At 10:06 AM, Blogger Jane Lebak Left a note...

Thanks for the good idea! I had one incident happen yesterday that's been bugging me, and now that I think about it, it would be the perfect anecdote to illustrate a nonfiction article. You know, something like, "Six ways to handle XYZ at the holidays."

How far in advance of a holiday do you recommend we submit articles for it?

At 11:05 AM, Blogger Crystal Laine Left a note...

I was just discussing this on Thanksgiving day with a relative who is an attorney. I wanted to use the "character" in fiction, but I'm having a tough time really changing it too much. It's so good "as is." Hmm.

But I've had so many wild experiences that it's time to put all that to use! Thanks for the great reminder and how to process it all for our writing. I'm going to have to come up with a file for it all.
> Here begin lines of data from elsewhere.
//! Joined roster records and the aggregation result shape.
//!
//! Records are transient: built once per enrollment during a request and
//! dropped after serialisation. Provenance is explicit so that a blank user
//! name caused by an upstream failure is distinguishable from a blank name the
//! platform really holds.

use crate::domain::{Course, Enrollment, User, UserId};

/// Whether a piece of the roster was fully resolved upstream.
#[derive(Debug, Clone, PartialEq, Eq)]
pub enum Resolution {
    /// Every upstream call behind this value succeeded.
    Resolved,
    /// An upstream call failed and zero values were substituted.
    Degraded {
        /// Human-readable failure description.
        reason: String,
    },
}

impl Resolution {
    /// Build a degraded marker from any displayable failure.
    pub fn degraded(reason: impl ToString) -> Self {
        Self::Degraded {
            reason: reason.to_string(),
        }
    }

    /// Return whether this value carries substituted data.
    #[must_use]
    pub const fn is_degraded(&self) -> bool {
        matches!(self, Self::Degraded { .. })
    }
}

/// One enrollment joined with its user's name and email.
///
/// ## Invariants
/// - `user_id` always equals the source enrollment's user id, whatever the
///   user lookup returned.
/// - A degraded record keeps every enrollment field and carries empty
///   `user_name` and `user_email`.
#[derive(Debug, Clone, PartialEq, Eq)]
pub struct EnrollmentRecord {
    /// Enrolled user.
    pub user_id: UserId,
    /// Opaque enrollment timestamp.
    pub enrolled_at: String,
    /// Opaque completion timestamp.
    pub completed_at: Option<String>,
    /// Progress in percent.
    pub percent_complete: u32,
    /// Opaque expiry timestamp.
    pub expires_at: Option<String>,
    /// Resolved user display name, empty when degraded.
    pub user_name: String,
    /// Resolved user email, empty when degraded.
    pub user_email: String,
    /// Outcome of the user lookup.
    pub resolution: Resolution,
}

impl EnrollmentRecord {
    /// Join an enrollment with the user it references.
    ///
    /// # Examples
    /// ```
    /// use roster::domain::{Enrollment, EnrollmentRecord, User, UserId};
    ///
    /// let enrollment = Enrollment {
    ///     user_id: UserId::new(7),
    ///     enrolled_at: "2024-01-01T00:00:00Z".to_owned(),
    ///     completed_at: None,
    ///     percent_complete: 40,
    ///     expires_at: None,
    /// };
    /// let user = User {
    ///     id: UserId::new(7),
    ///     name: "Ada".to_owned(),
    ///     email: "ada@example.com".to_owned(),
    ///     role: "student".to_owned(),
    ///     last_sign_in_ip: None,
    ///     courses: Vec::new(),
    /// };
    /// let record = EnrollmentRecord::resolved(enrollment, &user);
    /// assert_eq!(record.user_name, "Ada");
    /// assert!(!record.resolution.is_degraded());
    /// ```
    #[must_use]
    pub fn resolved(enrollment: Enrollment, user: &User) -> Self {
        Self::assemble(
            enrollment,
            user.name.clone(),
            user.email.clone(),
            Resolution::Resolved,
        )
    }

    /// Keep an enrollment whose user could not be resolved.
    pub fn degraded(enrollment: Enrollment, reason: impl ToString) -> Self {
        Self::assemble(
            enrollment,
            String::new(),
            String::new(),
            Resolution::degraded(reason),
        )
    }

    fn assemble(
        enrollment: Enrollment,
        user_name: String,
        user_email: String,
        resolution: Resolution,
    ) -> Self {
        let Enrollment {
            user_id,
            enrolled_at,
            completed_at,
            percent_complete,
            expires_at,
        } = enrollment;
        Self {
            user_id,
            enrolled_at,
            completed_at,
            percent_complete,
            expires_at,
            user_name,
            user_email,
            resolution,
        }
    }
}

/// A course paired with its joined enrollments.
#[derive(Debug, Clone, PartialEq, Eq)]
pub struct CourseRoster {
    /// The course the enrollments belong to.
    pub course: Course,
    /// Joined records in upstream enrollment order.
    pub enrollments: Vec<EnrollmentRecord>,
    /// Outcome of the enrollment listing for this course.
    pub resolution: Resolution,
}

impl CourseRoster {
    /// Pair a course with its joined records.
    #[must_use]
    pub fn resolved(course: Course, enrollments: Vec<EnrollmentRecord>) -> Self {
        Self {
            course,
            enrollments,
            resolution: Resolution::Resolved,
        }
    }

    /// Report a course whose enrollments could not be listed.
    pub fn degraded(course: Course, reason: impl ToString) -> Self {
        Self {
            course,
            enrollments: Vec::new(),
            resolution: Resolution::degraded(reason),
        }
    }

    /// Count records whose user lookup was degraded.
    #[must_use]
    pub fn degraded_record_count(&self) -> usize {
        self.enrollments
            .iter()
            .filter(|record| record.resolution.is_degraded())
            .count()
    }
}

/// Outcome of one aggregation.
///
/// `NoMatch` ("searched, found nothing") and an empty `Catalogue` ("listed
/// everything, there is nothing") are deliberately distinct.
#[derive(Debug, Clone, PartialEq, Eq)]
pub enum AggregationResult {
    /// Exact-name search found a course.
    Matched(CourseRoster),
    /// Exact-name search found no course.
    NoMatch,
    /// Every course in upstream order.
    Catalogue(Vec<CourseRoster>),
}

impl AggregationResult {
    /// Borrow every roster carried by this result.
    #[must_use]
    pub fn rosters(&self) -> &[CourseRoster] {
        match self {
            Self::Matched(roster) => std::slice::from_ref(roster),
            Self::NoMatch => &[],
            Self::Catalogue(rosters) => rosters.as_slice(),
        }
    }

    /// Total number of joined records.
    #[must_use]
    pub fn record_count(&self) -> usize {
        self.rosters()
            .iter()
            .map(|roster| roster.enrollments.len())
            .sum()
    }

    /// Number of degraded rosters plus degraded records.
    #[must_use]
    pub fn degraded_count(&self) -> usize {
        self.rosters()
            .iter()
            .map(|roster| {
                usize::from(roster.resolution.is_degraded()) + roster.degraded_record_count()
            })
            .sum()
    }
}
At 11:20 AM, Blogger Terry Whalin Left a note...

It's typical to send seasonal articles or queries about four to six months before the event. If you write a Thanksgiving article, you typically don't send it to the publications until late spring or early summer.


At 2:49 PM, Blogger Rhonda Clark Left a note...

I actually have a very strange Christmas story. It happened almost 9 years ago, and I've often thought of turning it into an article. We had to spend a week with our neighbors we barely knew. Lots of ice, no water or electricity, 2 illnesses and a trip to the ER.

At 3:40 PM, Blogger Rachael Phillips Left a note...

When my children were young, we were burglarized Christmas Eve while we were all asleep--except for my husband, who was playing on his computer in our basement. Our intoxicated robber stole bags of old nails from our garage and other weird items, as well as our Christmas presents, carrying them off on a bicycle.